Heat, Hatred and Retribution

by Anita Kainthla

I watched the chaos of blood in numbness. The show of gore had probably been staged to inflict a nauseating disturbance on the audience, which it did, but the drama was strangely cathartic. When the movie ended, Bill (and almost the entire cast) had been ruthlessly butchered.

All those who were knew me well enough to suggest movies to suit my delicate temperament had advised me against Kill Bill. But that’s why I chose to watch it; I needed its graphic intensity to strengthen my nerve. In the last five days I had watched Kill Bill more than a dozen times. That’s all I had been doing.

The summer had peaked to an all time high. And also, I absolutely hated Shantanu. In the last five days, I hadn’t stepped out of the house. In fact, I’d barely stepped out of the living room. Every time Shantanu came in to sit or walked through the room, I felt something like static electricity ripple through me. It was bloody annoying. Like an itch somewhere in the middle of the back, an unreachable area of the anatomy.

I stood at the window with a dull ache in my tight-set jaw, wanting to claw the glass pane with my fingernails and draw out that unbearable screech.
For the last five days, the movie had been my singular, daily agenda but today I woke up with a different schedule in mind. I tried to hum my way through bath and breakfast to build up my courage. Later, however, I thought it best to sit through one more screening of Kill Bill before going in for the final kill myself. I had already seen half of it before coming and standing at the window.

I married Shantanu when I was 19½ and he was three months my junior. Parental objections to our alliance were not related to the usual class, clan or religion but a unanimous concern regarding the rawness of our years. Not my years so much as Shantanu’s. But as for Shantanu and me, we were ready.

Besides, Shantanu was still in the final throes of his academic endeavours. The issue of a decent livelihood was thus a major concern for both families and us as well. But we married anyway and by and by, all issues were resolved; until newer ones took their place. And now there seemed no resolution for these. We tried almost everything, even banging our heads against the walls, but no, nothing. Now we were both 27—Shantanu, of course, lagging behind by three months.

June wasn’t my favourite month; I still couldn’t bear its heat. I grew up in the highlands, at the foothills of the mighty Himalayas, and I couldn’t compromise with the ferocity of the summer in the plains—not then, not now.

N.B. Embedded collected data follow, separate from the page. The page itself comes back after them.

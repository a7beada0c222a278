use album_import_core::Config;
use axum::{
    extract::State,
    http::header,
    response::IntoResponse,
    Json,
};
use serde::Serialize;
use std::sync::Arc;

use crate::metrics::encode_metrics;
use crate::state::AppState;

#[derive(Serialize)]
pub struct HealthResponse {
    pub status: String,
}

pub async fn health() -> Json<HealthResponse> {
    Json(HealthResponse {
        status: "ok".to_string(),
    })
}

/// GET /api/config
///
/// Effective configuration. Nothing in it is secret.
pub async fn get_config(State(state): State<Arc<AppState>>) -> Json<Config> {
    Json(state.config().clone())
}

/// GET /metrics
pub async fn metrics() -> impl IntoResponse {
    (
        [(header::CONTENT_TYPE, "text/plain; version=0.0.4")],
        encode_metrics(),
    )
}
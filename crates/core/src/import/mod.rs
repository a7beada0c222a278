//! External album metadata import for MusicBrainz and NetEase Cloud Music.
//!
//! An import runs through four stages:
//!
//! 1. **ResolveInput**: validate the search terms, or turn a pasted id/URL
//!    into a provider identifier ([`resolve_album_id`]).
//! 2. **CallUpstream**: one HTTP request through the provider's
//!    [`UpstreamClient`], returning the raw JSON envelope.
//! 3. **Normalize**: map the envelope into an [`ImportedAlbum`] or a
//!    [`SearchPage`] (see [`normalize`]).
//! 4. **Done**: the record is handed to the caller.
//!
//! [`ImportService`] drives the stages; each one may exit with an
//! [`ImportError`].

mod error;
mod json;
mod musicbrainz;
mod netease;
pub mod normalize;
mod resolver;
mod service;
mod types;

pub use error::{ImportError, ImportErrorKind};
pub use json::JsonExt;
pub use musicbrainz::{build_search_query, MusicBrainzClient, MusicBrainzConfig};
pub use netease::{check_response_code, NetEaseClient, NetEaseConfig, AUTH_REQUIRED_CODE};
pub use resolver::resolve_album_id;
pub use service::ImportService;
pub use types::*;

use async_trait::async_trait;
use serde_json::Value;

/// Stages of a single import request.
#[derive(Debug, Clone, Copy, PartialEq, Eq)]
pub enum ImportStage {
    Start,
    ResolveInput,
    CallUpstream,
    Normalize,
    Done,
}

impl ImportStage {
    pub fn as_str(&self) -> &'static str {
        match self {
            ImportStage::Start => "start",
            ImportStage::ResolveInput => "resolve_input",
            ImportStage::CallUpstream => "call_upstream",
            ImportStage::Normalize => "normalize",
            ImportStage::Done => "done",
        }
    }
}

/// An outbound operation against a provider.
#[derive(Debug, Clone, PartialEq, Eq)]
pub enum UpstreamRequest {
    /// MusicBrainz release search.
    SearchReleases {
        album: Option<String>,
        artist: Option<String>,
        limit: u32,
    },
    /// MusicBrainz release lookup by MBID.
    Release { id: String },
    /// NetEase album lookup by numeric id.
    Album { id: String },
}

impl UpstreamRequest {
    /// Short operation name, used in logs and metric labels.
    pub fn operation(&self) -> &'static str {
        match self {
            UpstreamRequest::SearchReleases { .. } => "search",
            UpstreamRequest::Release { .. } => "release",
            UpstreamRequest::Album { .. } => "album",
        }
    }
}

/// Raw JSON body returned by a provider.
///
/// An empty HTTP body is represented as `Value::Null`.
#[derive(Debug, Clone, PartialEq)]
pub struct RawEnvelope {
    pub body: Value,
}

impl RawEnvelope {
    pub fn new(body: Value) -> Self {
        Self { body }
    }

    /// An envelope for an empty response body.
    pub fn empty() -> Self {
        Self { body: Value::Null }
    }

    pub fn is_empty(&self) -> bool {
        self.body.is_null()
    }

    /// Parse a response body, treating a blank body as empty.
    pub(crate) fn from_body(provider: Provider, bytes: &[u8]) -> Result<Self, ImportError> {
        if bytes.iter().all(u8::is_ascii_whitespace) {
            return Ok(Self::empty());
        }
        serde_json::from_slice(bytes)
            .map(Self::new)
            .map_err(|e| ImportError::Upstream {
                provider,
                cause: format!("invalid JSON body: {}", e),
            })
    }
}

/// A provider's HTTP client.
///
/// Implementations perform exactly one request per call and never retry.
#[async_trait]
pub trait UpstreamClient: Send + Sync {
    /// Provider this client talks to.
    fn provider(&self) -> Provider;

    /// Perform the request and return the raw envelope.
    async fn fetch(&self, request: &UpstreamRequest) -> Result<RawEnvelope, ImportError>;
}

pub(crate) fn unsupported(provider: Provider, request: &UpstreamRequest) -> ImportError {
    ImportError::Upstream {
        provider,
        cause: format!("unsupported operation '{}'", request.operation()),
    }
}
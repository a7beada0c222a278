//! Album import API handlers for MusicBrainz and NetEase Cloud Music.

use std::sync::Arc;

use album_import_core::{
    ImportError, ImportErrorKind, ImportedAlbum, Provider, SearchPage, SearchQuery,
};
use axum::{
    extract::{rejection::QueryRejection, Path, Query, State},
    http::StatusCode,
    response::{IntoResponse, Response},
    Json,
};
use serde::{Deserialize, Serialize};

use crate::state::AppState;

// ============================================================================
// Request/Response types
// ============================================================================

#[derive(Debug, Deserialize)]
pub struct NetEaseParams {
    /// Album id or pasted album URL.
    #[serde(default)]
    pub url: String,
}

#[derive(Debug, Deserialize)]
pub struct ProviderAlbumParams {
    #[serde(default)]
    pub id: String,
}

#[derive(Debug, Serialize)]
pub struct ErrorResponse {
    pub error: String,
    pub kind: ImportErrorKind,
}

/// An import failure rendered as `{"error", "kind"}`.
#[derive(Debug)]
pub struct ApiError(pub ImportError);

impl From<ImportError> for ApiError {
    fn from(err: ImportError) -> Self {
        ApiError(err)
    }
}

/// HTTP status for an error kind.
pub fn status_for(kind: ImportErrorKind) -> StatusCode {
    match kind {
        ImportErrorKind::InvalidIdentifier => StatusCode::BAD_REQUEST,
        ImportErrorKind::NotFound | ImportErrorKind::EmptyResult => StatusCode::NOT_FOUND,
        ImportErrorKind::IncompleteSource => StatusCode::UNPROCESSABLE_ENTITY,
        ImportErrorKind::AuthRequired => StatusCode::FORBIDDEN,
        ImportErrorKind::UpstreamError => StatusCode::BAD_GATEWAY,
    }
}

impl IntoResponse for ApiError {
    fn into_response(self) -> Response {
        let kind = self.0.kind();
        (
            status_for(kind),
            Json(ErrorResponse {
                error: self.0.to_string(),
                kind,
            }),
        )
            .into_response()
    }
}

/// Unwrap query parameters, reporting malformed ones as an invalid identifier.
fn query_params<T>(query: Result<Query<T>, QueryRejection>) -> Result<T, ApiError> {
    query
        .map(|Query(params)| params)
        .map_err(|rejection| ApiError(ImportError::InvalidIdentifier(rejection.body_text())))
}

// ============================================================================
// Handlers
// ============================================================================

/// GET /api/import/search?album=&artist=&limit=
///
/// Search MusicBrainz releases.
pub async fn search(
    State(state): State<Arc<AppState>>,
    query: Result<Query<SearchQuery>, QueryRejection>,
) -> Result<Json<SearchPage>, ApiError> {
    let query = query_params(query)?;
    let page = state.import().search(&query).await?;
    Ok(Json(page))
}

/// GET /api/import/album/{mbid}
///
/// Import a MusicBrainz release.
pub async fn musicbrainz_album(
    State(state): State<Arc<AppState>>,
    Path(mbid): Path<String>,
) -> Result<Json<ImportedAlbum>, ApiError> {
    let album = state
        .import()
        .fetch_detail(Provider::MusicBrainz, &mbid)
        .await?;
    Ok(Json(album))
}

/// GET /api/import/netease?url=<id or url>
///
/// Import a NetEase Cloud Music album.
pub async fn netease_album(
    State(state): State<Arc<AppState>>,
    params: Result<Query<NetEaseParams>, QueryRejection>,
) -> Result<Json<ImportedAlbum>, ApiError> {
    let params = query_params(params)?;
    let album = state
        .import()
        .fetch_detail(Provider::NetEase, &params.url)
        .await?;
    Ok(Json(album))
}

/// GET /api/import/providers/{provider}/album?id=<id or url>
pub async fn provider_album(
    State(state): State<Arc<AppState>>,
    Path(provider): Path<String>,
    params: Result<Query<ProviderAlbumParams>, QueryRejection>,
) -> Result<Json<ImportedAlbum>, ApiError> {
    let params = query_params(params)?;
    let provider: Provider = provider.parse().map_err(ImportError::InvalidIdentifier)?;
    let album = state.import().fetch_detail(provider, &params.id).await?;
    Ok(Json(album))
}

“It’s not so bad, darling,” Shantanu used to say, trying to ease my discomfort during the initial years. “Don’t think about it all the time. The more you give thought to something, the more it invades the senses.”

I tried not to think about it, but it invaded my senses pretty fast. Senses are the most vulnerable of our assets and hence a soft target for much of what happens in life. Early in the marriage, mine had been affected by the Great Indian Summer and a corrosive hatred for Shantanu. I couldn’t tell which was harder to bear.

I pushed back the curtains and the sun exploded the heavy dullness of the room. I instinctively turned up the air conditioning. A blanket of perspiration lifted off my back. I needed to smoke and also drink something really cold. So I lit a cigarette and filled a tall glass with some water and a lot of ice cubes. All the while, I was thinking, planning and gathering courage. Flashes from Kill Bill passed in before my mind’s eye.
I have tried very hard to recall how I came to accumulate this immense, unbearable hatred for Shantanu, but to no effect. Now I have given up. I’m only consumed by its irrational ferocity. Another thing I can’t be sure of is the basis for it. Every day, there were a number of ordinary and extraordinary reasons that could have contributed towards it. Reasons wrapped in words, held within looks and acts or bound in criticisms and comparisons. There were reasons everywhere—from the car park to the bedroom. Every inch of our co-inhabited space was infested with them. Initially we tried to battle all motives of conflict with mild dozes of irritation, but later irritation got replaced with rage, which in turn became a fatal loathing. A loathing that sought revenge.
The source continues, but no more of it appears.